▶ Action item: Among the records below, find each line bearing the word "parse" and copy it.
START Supplied material
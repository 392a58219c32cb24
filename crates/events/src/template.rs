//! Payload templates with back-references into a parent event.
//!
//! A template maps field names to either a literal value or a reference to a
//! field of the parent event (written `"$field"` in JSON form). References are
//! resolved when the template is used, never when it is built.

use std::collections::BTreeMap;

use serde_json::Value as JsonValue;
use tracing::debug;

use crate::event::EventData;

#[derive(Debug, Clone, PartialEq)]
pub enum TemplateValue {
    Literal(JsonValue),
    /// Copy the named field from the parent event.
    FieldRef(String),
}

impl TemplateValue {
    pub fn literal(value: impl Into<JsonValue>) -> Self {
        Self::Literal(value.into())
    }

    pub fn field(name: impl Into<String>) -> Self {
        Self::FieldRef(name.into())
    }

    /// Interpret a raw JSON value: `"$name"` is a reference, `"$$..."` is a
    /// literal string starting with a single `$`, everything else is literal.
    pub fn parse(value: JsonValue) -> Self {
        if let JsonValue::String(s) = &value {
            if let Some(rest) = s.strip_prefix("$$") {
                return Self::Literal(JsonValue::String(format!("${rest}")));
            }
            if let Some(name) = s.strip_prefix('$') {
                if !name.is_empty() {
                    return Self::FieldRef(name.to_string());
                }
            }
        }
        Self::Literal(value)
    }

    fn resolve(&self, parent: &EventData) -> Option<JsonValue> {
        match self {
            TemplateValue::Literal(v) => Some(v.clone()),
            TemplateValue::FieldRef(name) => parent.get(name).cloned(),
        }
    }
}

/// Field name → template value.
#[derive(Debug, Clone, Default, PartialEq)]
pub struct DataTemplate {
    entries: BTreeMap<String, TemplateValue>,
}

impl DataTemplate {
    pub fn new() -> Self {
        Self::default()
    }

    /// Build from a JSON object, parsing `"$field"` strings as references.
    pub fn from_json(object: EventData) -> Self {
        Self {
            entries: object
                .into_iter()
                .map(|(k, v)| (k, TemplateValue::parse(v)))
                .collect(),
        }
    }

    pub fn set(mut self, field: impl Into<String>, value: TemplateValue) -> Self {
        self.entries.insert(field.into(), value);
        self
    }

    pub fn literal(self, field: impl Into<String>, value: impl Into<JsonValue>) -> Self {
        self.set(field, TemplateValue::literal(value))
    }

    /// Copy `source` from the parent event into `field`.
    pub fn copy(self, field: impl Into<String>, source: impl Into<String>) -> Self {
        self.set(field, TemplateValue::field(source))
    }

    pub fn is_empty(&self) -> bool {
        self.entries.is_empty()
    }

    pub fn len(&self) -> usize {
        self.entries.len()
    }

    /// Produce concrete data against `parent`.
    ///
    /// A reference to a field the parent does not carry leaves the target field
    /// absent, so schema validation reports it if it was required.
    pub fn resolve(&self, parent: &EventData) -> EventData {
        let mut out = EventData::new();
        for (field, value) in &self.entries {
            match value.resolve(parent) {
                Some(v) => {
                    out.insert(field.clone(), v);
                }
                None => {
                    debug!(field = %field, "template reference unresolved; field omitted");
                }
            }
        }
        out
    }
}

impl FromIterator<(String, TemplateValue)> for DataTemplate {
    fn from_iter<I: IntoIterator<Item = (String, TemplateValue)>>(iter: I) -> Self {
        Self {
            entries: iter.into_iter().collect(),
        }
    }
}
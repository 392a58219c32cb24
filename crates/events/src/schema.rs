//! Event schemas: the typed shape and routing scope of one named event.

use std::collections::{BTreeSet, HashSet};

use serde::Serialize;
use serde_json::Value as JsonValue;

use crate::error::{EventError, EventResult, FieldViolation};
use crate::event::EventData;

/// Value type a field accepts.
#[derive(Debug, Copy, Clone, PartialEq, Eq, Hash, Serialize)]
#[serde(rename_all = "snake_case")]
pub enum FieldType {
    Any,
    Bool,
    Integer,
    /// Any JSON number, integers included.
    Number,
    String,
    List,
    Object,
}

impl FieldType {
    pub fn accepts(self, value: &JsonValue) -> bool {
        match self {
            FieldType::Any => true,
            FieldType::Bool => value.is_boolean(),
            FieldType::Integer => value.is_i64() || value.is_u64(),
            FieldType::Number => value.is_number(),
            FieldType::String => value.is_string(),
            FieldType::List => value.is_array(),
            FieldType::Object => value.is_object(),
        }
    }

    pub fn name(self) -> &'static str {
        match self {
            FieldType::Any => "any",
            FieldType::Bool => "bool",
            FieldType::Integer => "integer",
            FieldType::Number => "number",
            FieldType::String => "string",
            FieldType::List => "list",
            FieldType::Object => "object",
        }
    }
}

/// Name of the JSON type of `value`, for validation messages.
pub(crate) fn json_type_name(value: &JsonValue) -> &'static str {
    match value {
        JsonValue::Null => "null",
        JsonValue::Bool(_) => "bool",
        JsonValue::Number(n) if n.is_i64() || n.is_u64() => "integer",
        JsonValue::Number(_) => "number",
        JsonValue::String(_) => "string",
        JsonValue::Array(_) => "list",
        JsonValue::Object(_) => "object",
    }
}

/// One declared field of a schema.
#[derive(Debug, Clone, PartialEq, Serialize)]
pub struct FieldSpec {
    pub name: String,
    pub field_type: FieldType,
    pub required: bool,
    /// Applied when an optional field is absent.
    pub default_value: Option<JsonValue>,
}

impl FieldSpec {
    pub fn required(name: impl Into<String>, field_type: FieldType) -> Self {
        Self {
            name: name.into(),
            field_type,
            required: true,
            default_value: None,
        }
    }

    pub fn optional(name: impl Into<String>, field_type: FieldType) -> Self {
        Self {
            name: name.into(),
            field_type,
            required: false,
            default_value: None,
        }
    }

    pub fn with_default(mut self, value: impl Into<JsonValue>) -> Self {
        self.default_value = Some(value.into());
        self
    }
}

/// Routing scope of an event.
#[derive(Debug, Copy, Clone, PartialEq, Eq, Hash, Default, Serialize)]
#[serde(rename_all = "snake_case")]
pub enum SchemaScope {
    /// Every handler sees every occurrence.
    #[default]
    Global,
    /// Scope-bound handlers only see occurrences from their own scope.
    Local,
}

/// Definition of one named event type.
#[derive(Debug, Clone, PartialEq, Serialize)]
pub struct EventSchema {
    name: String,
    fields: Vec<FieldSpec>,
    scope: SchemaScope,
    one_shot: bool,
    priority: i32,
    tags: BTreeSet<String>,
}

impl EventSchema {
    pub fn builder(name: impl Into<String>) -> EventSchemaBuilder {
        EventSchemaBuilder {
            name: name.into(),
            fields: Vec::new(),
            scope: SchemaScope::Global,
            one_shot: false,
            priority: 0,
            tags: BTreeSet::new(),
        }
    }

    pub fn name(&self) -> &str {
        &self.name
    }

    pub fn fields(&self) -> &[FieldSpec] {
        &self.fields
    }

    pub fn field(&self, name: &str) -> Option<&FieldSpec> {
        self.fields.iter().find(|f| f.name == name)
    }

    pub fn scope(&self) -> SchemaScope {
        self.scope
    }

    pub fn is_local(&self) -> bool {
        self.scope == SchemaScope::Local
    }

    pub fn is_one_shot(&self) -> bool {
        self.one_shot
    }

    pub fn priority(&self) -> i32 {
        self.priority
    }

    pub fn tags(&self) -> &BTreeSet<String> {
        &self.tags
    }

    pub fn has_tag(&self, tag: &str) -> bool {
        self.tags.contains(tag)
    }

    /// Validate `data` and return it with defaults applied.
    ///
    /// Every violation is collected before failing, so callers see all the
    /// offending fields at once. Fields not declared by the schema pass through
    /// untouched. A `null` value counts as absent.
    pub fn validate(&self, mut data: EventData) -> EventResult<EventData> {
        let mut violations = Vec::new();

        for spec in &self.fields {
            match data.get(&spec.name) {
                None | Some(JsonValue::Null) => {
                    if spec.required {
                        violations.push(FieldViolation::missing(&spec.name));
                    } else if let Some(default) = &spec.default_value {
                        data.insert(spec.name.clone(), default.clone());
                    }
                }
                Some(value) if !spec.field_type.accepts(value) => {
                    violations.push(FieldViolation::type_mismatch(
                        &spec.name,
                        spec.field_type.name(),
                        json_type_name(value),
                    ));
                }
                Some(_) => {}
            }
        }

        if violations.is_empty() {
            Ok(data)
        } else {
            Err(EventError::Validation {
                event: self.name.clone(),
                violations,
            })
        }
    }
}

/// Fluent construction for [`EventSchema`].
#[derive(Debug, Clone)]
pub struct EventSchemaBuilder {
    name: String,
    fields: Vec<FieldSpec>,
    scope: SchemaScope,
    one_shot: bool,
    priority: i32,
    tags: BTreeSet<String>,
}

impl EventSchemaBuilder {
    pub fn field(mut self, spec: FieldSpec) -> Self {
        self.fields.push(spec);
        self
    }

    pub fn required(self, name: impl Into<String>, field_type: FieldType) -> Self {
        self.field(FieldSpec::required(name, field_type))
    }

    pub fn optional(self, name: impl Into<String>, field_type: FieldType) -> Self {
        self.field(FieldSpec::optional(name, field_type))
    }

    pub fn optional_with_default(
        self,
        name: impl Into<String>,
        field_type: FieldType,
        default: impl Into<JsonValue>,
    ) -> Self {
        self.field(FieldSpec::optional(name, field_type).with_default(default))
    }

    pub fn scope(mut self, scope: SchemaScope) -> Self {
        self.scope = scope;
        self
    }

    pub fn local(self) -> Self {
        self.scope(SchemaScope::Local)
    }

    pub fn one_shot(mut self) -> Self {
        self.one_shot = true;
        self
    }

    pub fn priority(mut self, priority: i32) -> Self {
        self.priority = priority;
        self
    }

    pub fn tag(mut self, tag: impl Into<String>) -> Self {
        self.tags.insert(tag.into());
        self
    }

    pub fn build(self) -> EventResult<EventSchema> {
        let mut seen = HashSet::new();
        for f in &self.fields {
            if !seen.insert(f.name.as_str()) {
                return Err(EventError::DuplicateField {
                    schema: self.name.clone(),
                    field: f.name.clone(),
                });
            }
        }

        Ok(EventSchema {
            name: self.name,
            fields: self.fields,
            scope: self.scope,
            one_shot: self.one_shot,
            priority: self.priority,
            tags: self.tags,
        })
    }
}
END Supplied material
▶ Solution to this exercise:
    pub fn parse(value: JsonValue) -> Self {
                .map(|(k, v)| (k, TemplateValue::parse(v)))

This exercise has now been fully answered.